The FAA is not shy about prosecuting marginal or legally insufficient cases and seeking an emergency order of revocation of an airman’s certificate involving allegations of multiple flights in violation of Part 135.  See Administrator v. Bowen, 7 NTSB 1052, NTSB Order No. EA-3351, 1991 WL 320201 (N.T.S.B.) where the FAA brought an action to revoke on an emergency basis a Piedmont pilot’s airline transport pilot certificate based upon 67 alleged Part 135 flights.  The airman produced an expert witness who testified the flights were permitted under 14 C.F.R. §91.501, formerly codified as 14 C.F.R. §91.181, and the airman’s expert witness testified the regulation “permits flight crew salary and some other unlisted charges for those operations to which §91.501(d) applies, provided such charges do not exceed 100% of the charges for fuel, oil, lubricants, and other additives.”  In Bowen, the Board affirmed the initial decision of Judge Coffman finding no violation of the Federal Aviation Regulations had been proven.  Id. at 6. 

OPERATION CONTROL AND COMMON VERSUS PRIVATE CARRIAGE

The concept of operational control is explained in FAA Advisory Circular AC No. 91-37B, Truth in Leasing, February 10, 2016.  Generally, with a dry lease, the lessee exercises operational control while with a wet lease, the lessor normally exercises operational control.  Id., ¶5.1.  Considerations that impact on who exercises operational control are:

  1. Who makes the decision to assign crewmembers and aircraft, accept flight requests; and initiate, conduct and terminate flights?
  2. For whom do the pilots work as direct employees or agents?
  3. Who is maintaining the aircraft and where is it maintained?
  4. Prior to departure, who ensures the flight, aircraft, and crew comply with the regulations.
  5. Who decides when/where maintenance is accomplished, and who directly pays for the maintenance?
  6. Who determines weather/fuel requirements, and who directly pays for the fuel?
  7. Who directly pays for the airport fees/parking/hangar costs, food service, and/or rental cars?

    Id. at ¶6.3. Additionally, FAA Advisory Circular AC-91-37B contains these cautionary instructions:

  8. Determining responsibility for operational control.
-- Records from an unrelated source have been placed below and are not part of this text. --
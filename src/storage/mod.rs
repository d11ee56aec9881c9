mod news;
mod predicate;
mod repository;
mod schema;
mod types;

pub use repository::NewsRepository;
pub use schema::{Database, DatabaseOptions};
pub use types::{NewsFilter, NewsRecord, OrderBy, StorageError};
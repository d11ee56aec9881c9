//! Periodic feed ingestion.
//!
//! An [`Ingestor`] composes a [`FeedFetcher`](crate::feed::FeedFetcher), the
//! RSS parser and a [`NewsRepository`](crate::storage::NewsRepository).
//! [`Ingestor::spawn`] starts one independent loop per [`Source`]; a failure
//! in any stage is logged and the loop carries on after the delay chosen by
//! its [`RetryPolicy`].

mod orchestrator;
mod retry;

pub use orchestrator::{IngestError, Ingestor, Source, Stage, StageError};
pub use retry::{ExponentialBackoff, FixedInterval, RetryPolicy};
If you have any doubt about the legitimacy or the operating authority concerning the charter flights you are arranging, check with the nearest FAA Flight Standards District Office (FSDO).

    8.1 You should note that operational control may remain with the lessor even
    though the lease is characterized as a dry lease and expressly states that items such as flight following, dispatch, communications, weather, and fueling are to be performed by the lessee. Therefore, in some instances it may be necessary to look at the actual manner in which the operations are conducted to determine which party on the lease has operational control.
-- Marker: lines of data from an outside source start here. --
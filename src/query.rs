//! Read path for stored news.
//!
//! [`NewsQueryService`] runs the count and result queries with the same
//! filter, hands both to [`PageResult`], and bounds every call with a
//! deadline so a stalled store cannot hold a caller forever.

use std::future::Future;
use std::sync::Arc;
use std::time::Duration;
use thiserror::Error;

use crate::config::Config;
use crate::pagination::{PageResult, ValidationError, DEFAULT_PER_PAGE};
use crate::storage::{NewsFilter, NewsRecord, NewsRepository, StorageError};

/// Default bound on a single query call.
pub const DEFAULT_QUERY_TIMEOUT: Duration = Duration::from_secs(5);

#[derive(Debug, Error)]
pub enum QueryError {
    #[error("News item {0} not found")]
    NotFound(i64),

    #[error("Invalid query: {0}")]
    Validation(#[from] ValidationError),

    #[error("Query did not complete within {0:?}")]
    DeadlineExceeded(Duration),

    #[error("Storage error: {0}")]
    Storage(#[source] StorageError),
}

impl From<StorageError> for QueryError {
    fn from(e: StorageError) -> Self {
        match e {
            StorageError::NotFound(id) => QueryError::NotFound(id),
            other => QueryError::Storage(other),
        }
    }
}

#[derive(Clone)]
pub struct NewsQueryService {
    repository: Arc<dyn NewsRepository>,
    deadline: Duration,
    per_page: i64,
}

impl NewsQueryService {
    pub fn new(repository: Arc<dyn NewsRepository>) -> Self {
        Self {
            repository,
            deadline: DEFAULT_QUERY_TIMEOUT,
            per_page: DEFAULT_PER_PAGE,
        }
    }

    /// Page size and deadline taken from `per_page` and `query_timeout_secs`.
    pub fn from_config(repository: Arc<dyn NewsRepository>, config: &Config) -> Self {
        Self::new(repository)
            .with_per_page(config.per_page)
            .with_deadline(config.query_timeout())
    }

    pub fn with_deadline(mut self, deadline: Duration) -> Self {
        self.deadline = deadline;
        self
    }

    pub fn with_per_page(mut self, per_page: i64) -> Self {
        self.per_page = per_page;
        self
    }

    /// Fetch one page of news matching `filter`.
    ///
    /// `page` is 1-based and clamped into range. Any `limit`/`offset` on
    /// `filter` is replaced by the page window. Count and results share a
    /// single deadline.
    pub async fn list_news(
        &self,
        filter: &NewsFilter,
        page: i64,
    ) -> Result<PageResult<NewsRecord>, QueryError> {
        if self.per_page < 1 {
            return Err(ValidationError::InvalidPerPage(self.per_page).into());
        }

        self.with_deadline_bound(async {
            let total = self.repository.get_news_count(filter).await?;
            let mut result = PageResult::new(total, page, self.per_page);
            result.validate()?;

            let window = filter.clone().with_page(result.per_page, result.offset());
            let records = self.repository.get_news_by_filter(&window).await?;
            result.set_results(records);

            tracing::debug!(
                total = result.total_results,
                page = result.current_page,
                returned = result.results.len(),
                "Listed news page"
            );
            Ok::<_, QueryError>(result)
        })
        .await
    }

    pub async fn get_detailed_news(&self, id: i64) -> Result<NewsRecord, QueryError> {
        self.with_deadline_bound(async {
            self.repository
                .get_detailed_news(id)
                .await
                .map_err(QueryError::from)
        })
        .await
    }

    async fn with_deadline_bound<T, F>(&self, query: F) -> Result<T, QueryError>
    where
        F: Future<Output = Result<T, QueryError>>,
    {
        match tokio::time::timeout(self.deadline, query).await {
            Ok(result) => result,
            Err(_) => {
                tracing::warn!(deadline_ms = self.deadline.as_millis() as u64, "Query deadline exceeded");
                Err(QueryError::DeadlineExceeded(self.deadline))
            }
        }
    }
}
    8.2 If requested, the FAA will determine whether the lessor or lessee has
    operational control under 14 C.F.R. Such determination will be based on a careful review of the lease and any other circumstances regarding the actual operation. Where a lease agreement is not clear in regard to operational control of the aircraft, the FAA may ask the parties to amend the lease to properly reflect the party that has operational control.

    8.3 The FAA has taken the position that if a person leases an aircraft to another and also provides the flight crew, fuel, and maintenance, the lessor is the operator. If the lessor makes a charge for the aircraft and services, other than as provided for in Part 91 Subpart F, the operation of the aircraft is subject to 14 C.F.R. Part 121, 125, 129, 135, or 137 depending upon the type or size of the aircraft as described in §91.501. This position is supported by U.S. v. Bradley, 252 F.Supp. 804 (1966); and B&M Leasing Corp. v. U.S., 331 F.2d 592 (1964).
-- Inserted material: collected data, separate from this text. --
//! Page arithmetic for filtered news listings.
//!
//! [`PageResult::new`] turns a total count and a requested page into
//! navigation metadata. [`PageResult::set_results`] attaches the rows that
//! were actually returned and, when the last page comes back short,
//! recomputes the totals from what was really there. That reconciles a
//! count query and a result query that observed different snapshots.

use serde::Serialize;
use thiserror::Error;

/// Page size used when none is configured.
pub const DEFAULT_PER_PAGE: i64 = 20;

/// A pagination or filter parameter is out of bounds.
#[derive(Debug, Error, Clone, PartialEq, Eq)]
pub enum ValidationError {
    #[error("Page must be at least 1, got {0}")]
    InvalidPage(i64),

    #[error("Total results must not be negative, got {0}")]
    NegativeTotal(i64),

    #[error("Items per page must be at least 1, got {0}")]
    InvalidPerPage(i64),

    #[error("Unknown ordering: {0}")]
    UnknownOrdering(String),
}

/// One page of results plus navigation metadata.
#[derive(Debug, Clone, PartialEq, Eq, Serialize)]
pub struct PageResult<T> {
    pub total_results: i64,
    pub total_pages: i64,
    pub current_page: i64,
    pub per_page: i64,
    pub has_next: bool,
    pub has_prev: bool,
    pub next_page: Option<i64>,
    pub prev_page: Option<i64>,
    pub results: Vec<T>,
}

impl<T> PageResult<T> {
    /// Build page metadata for `requested_page` out of `total_results` rows.
    ///
    /// The page is clamped to at least 1, and down to the last page when it
    /// points past the end. A `per_page` below 1 yields zero pages and is
    /// reported by [`PageResult::validate`].
    pub fn new(total_results: i64, requested_page: i64, per_page: i64) -> Self {
        let mut page = Self {
            total_results: total_results.max(0),
            total_pages: 0,
            current_page: requested_page.max(1),
            per_page,
            has_next: false,
            has_prev: false,
            next_page: None,
            prev_page: None,
            results: Vec::new(),
        };
        page.recompute();
        page
    }

    /// Row offset of the first result on the current page.
    pub fn offset(&self) -> i64 {
        (self.current_page - 1).saturating_mul(self.per_page.max(0))
    }

    /// Attach the rows returned for this page.
    ///
    /// On the last page, fewer rows than `per_page` means the count was
    /// stale: `total_results` becomes `(total_pages - 1) * per_page + len`
    /// and everything derived from it is recomputed.
    pub fn set_results(&mut self, results: Vec<T>) {
        let returned = i64::try_from(results.len()).unwrap_or(i64::MAX);
        let last_page = self.total_pages;

        if last_page > 0 && self.current_page == last_page && returned < self.per_page {
            let corrected = (last_page - 1) * self.per_page + returned;
            if corrected != self.total_results {
                tracing::debug!(
                    counted = self.total_results,
                    corrected = corrected,
                    page = self.current_page,
                    "Short last page, correcting total"
                );
            }
            self.total_results = corrected;
            self.recompute();
        }

        self.results = results;
    }

    pub fn validate(&self) -> Result<(), ValidationError> {
        if self.current_page < 1 {
            return Err(ValidationError::InvalidPage(self.current_page));
        }
        if self.total_results < 0 {
            return Err(ValidationError::NegativeTotal(self.total_results));
        }
        if self.per_page < 1 {
            return Err(ValidationError::InvalidPerPage(self.per_page));
        }
        Ok(())
    }

    fn recompute(&mut self) {
        self.total_pages = total_pages(self.total_results, self.per_page);
        if self.total_pages > 0 && self.current_page > self.total_pages {
            self.current_page = self.total_pages;
        }

        self.has_next = self.current_page < self.total_pages;
        self.has_prev = self.current_page > 1;
        self.next_page = self.has_next.then(|| self.current_page + 1);
        self.prev_page = self.has_prev.then(|| self.current_page - 1);
    }
}

/// `ceil(total_results / per_page)`, zero for an empty result set.
pub fn total_pages(total_results: i64, per_page: i64) -> i64 {
    if total_results <= 0 || per_page < 1 {
        return 0;
    }
    (total_results - 1) / per_page + 1
}

#[cfg(test)]
mod tests {
    use super::*;
    use pretty_assertions::assert_eq;
    use proptest::prelude::*;

    #[test]
    fn test_total_pages() {
        assert_eq!(total_pages(0, 20), 0);
        assert_eq!(total_pages(1, 20), 1);
        assert_eq!(total_pages(20, 20), 1);
        assert_eq!(total_pages(21, 20), 2);
        assert_eq!(total_pages(45, 20), 3);
    }

    #[test]
    fn test_total_pages_near_i64_max() {
        assert_eq!(total_pages(i64::MAX, 1), i64::MAX);
        assert_eq!(total_pages(i64::MAX, 2), i64::MAX / 2 + 1);
        assert_eq!(total_pages(i64::MAX, i64::MAX), 1);

        let page: PageResult<()> = PageResult::new(i64::MAX, i64::MAX, 20);
        assert_eq!(page.total_pages, i64::MAX / 20 + 1);
        assert_eq!(page.current_page, page.total_pages);
        assert!(!page.has_next);
    }

    #[test]
    fn test_requested_page_past_end_clamps_to_last() {
        let page: PageResult<()> = PageResult::new(45, 5, 20);

        assert_eq!(page.total_pages, 3);
        assert_eq!(page.current_page, 3);
        assert!(!page.has_next);
        assert!(page.has_prev);
        assert_eq!(page.next_page, None);
        assert_eq!(page.prev_page, Some(2));
    }

    #[test]
    fn test_first_page_navigation() {
        let page: PageResult<()> = PageResult::new(45, 1, 20);

        assert_eq!(page.current_page, 1);
        assert!(page.has_next);
        assert!(!page.has_prev);
        assert_eq!(page.next_page, Some(2));
        assert_eq!(page.prev_page, None);
        assert_eq!(page.offset(), 0);
    }

    #[test]
    fn test_non_positive_page_and_total_are_clamped() {
        let page: PageResult<()> = PageResult::new(-3, -1, 20);

        assert_eq!(page.total_results, 0);
        assert_eq!(page.total_pages, 0);
        assert_eq!(page.current_page, 1);
        assert!(!page.has_next);
        assert!(!page.has_prev);
        assert!(page.validate().is_ok());
    }

    #[test]
    fn test_empty_result_set_keeps_requested_page() {
        let page: PageResult<()> = PageResult::new(0, 4, 20);
        assert_eq!(page.total_pages, 0);
        assert_eq!(page.current_page, 4);
        assert!(!page.has_next);
        assert!(page.has_prev);
    }

    #[test]
    fn test_short_last_page_corrects_total() {
        let mut page = PageResult::new(45, 3, 20);
        page.set_results(vec![1, 2, 3]);

        assert_eq!(page.total_results, 43);
        assert_eq!(page.total_pages, 3);
        assert_eq!(page.current_page, 3);
        assert!(!page.has_next);
        assert_eq!(page.results, vec![1, 2, 3]);
    }

    #[test]
    fn test_empty_last_page_drops_a_page() {
        let mut page: PageResult<u32> = PageResult::new(41, 3, 20);
        page.set_results(Vec::new());

        assert_eq!(page.total_results, 40);
        assert_eq!(page.total_pages, 2);
        assert_eq!(page.current_page, 2);
        assert!(!page.has_next);
        assert_eq!(page.prev_page, Some(1));
    }

    #[test]
    fn test_short_page_before_last_is_not_corrected() {
        let mut page = PageResult::new(45, 2, 20);
        page.set_results(vec![1, 2, 3]);

        assert_eq!(page.total_results, 45);
        assert_eq!(page.total_pages, 3);
        assert!(page.has_next);
    }

    #[test]
    fn test_full_last_page_is_not_corrected() {
        let mut page = PageResult::new(40, 2, 20);
        page.set_results((0..20).collect());
        assert_eq!(page.total_results, 40);
    }

    #[test]
    fn test_offset_follows_clamped_page() {
        let page: PageResult<()> = PageResult::new(45, 9, 20);
        assert_eq!(page.offset(), 40);
    }

    #[test]
    fn test_validate_rejects_bad_per_page() {
        let page: PageResult<()> = PageResult::new(45, 1, 0);
        assert_eq!(page.total_pages, 0);
        assert_eq!(page.validate(), Err(ValidationError::InvalidPerPage(0)));
    }

    #[test]
    fn test_validate_rejects_tampered_fields() {
        let mut page: PageResult<()> = PageResult::new(45, 1, 20);
        page.current_page = 0;
        assert_eq!(page.validate(), Err(ValidationError::InvalidPage(0)));

        let mut page: PageResult<()> = PageResult::new(45, 1, 20);
        page.total_results = -1;
        assert_eq!(page.validate(), Err(ValidationError::NegativeTotal(-1)));
    }

    #[test]
    fn test_serializes_for_rendering() {
        let mut page = PageResult::new(45, 3, 20);
        page.set_results(vec!["a"]);
        let json = serde_json::to_value(&page).unwrap();

        assert_eq!(json["total_results"], 41);
        assert_eq!(json["has_next"], false);
        assert_eq!(json["prev_page"], 2);
        assert_eq!(json["next_page"], serde_json::Value::Null);
    }

    fn assert_navigation_consistent<T>(page: &PageResult<T>) {
        assert_eq!(page.total_pages, total_pages(page.total_results, page.per_page));
        assert!(page.current_page >= 1);
        if page.total_pages > 0 {
            assert!(page.current_page <= page.total_pages);
        }
        assert_eq!(page.has_next, page.current_page < page.total_pages);
        assert_eq!(page.has_prev, page.current_page > 1);
        assert_eq!(page.next_page.is_some(), page.has_next);
        assert_eq!(page.prev_page.is_some(), page.has_prev);
    }

    proptest! {
        #[test]
        fn prop_navigation_is_consistent(
            total in -10i64..5_000,
            requested in -10i64..500,
            per_page in 1i64..100,
        ) {
            let page: PageResult<()> = PageResult::new(total, requested, per_page);
            assert_navigation_consistent(&page);
            prop_assert!(page.validate().is_ok());
        }

        #[test]
        fn prop_short_page_correction_stays_consistent(
            total in 1i64..5_000,
            per_page in 1i64..100,
            returned_fraction in 0.0f64..1.0,
        ) {
            let last = total_pages(total, per_page);
            let mut page = PageResult::new(total, last, per_page);
            let returned = ((per_page as f64) * returned_fraction) as usize;

            page.set_results(vec![(); returned]);

            assert_navigation_consistent(&page);
            prop_assert!(page.total_results <= total.max((last - 1) * per_page + returned as i64));
            prop_assert_eq!(page.results.len(), returned);
        }
    }
}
Further, in the same FAA Advisory Circular, it advises that a copy of the lease be recorded with the FAA Technical Section in accordance with 14 C.F.R. §91.23, and that notice be given to the nearest Flight Standards District Office at least 48 hours prior to the flight as required by 14 C.F.R. §91.23.  Id., ¶¶9,10.  Finally, the Advisory Circular contains a sample Truth-in-Leasing clause that should be contained in any dry lease or wet lease pertaining to the operation of an aircraft.  The existence of FAA Advisory Circular AC No. 91-37B which can readily be found on the internet precludes anyone asserting that he, she or it does not understand the concept of “operational control” as it is viewed by the FAA. 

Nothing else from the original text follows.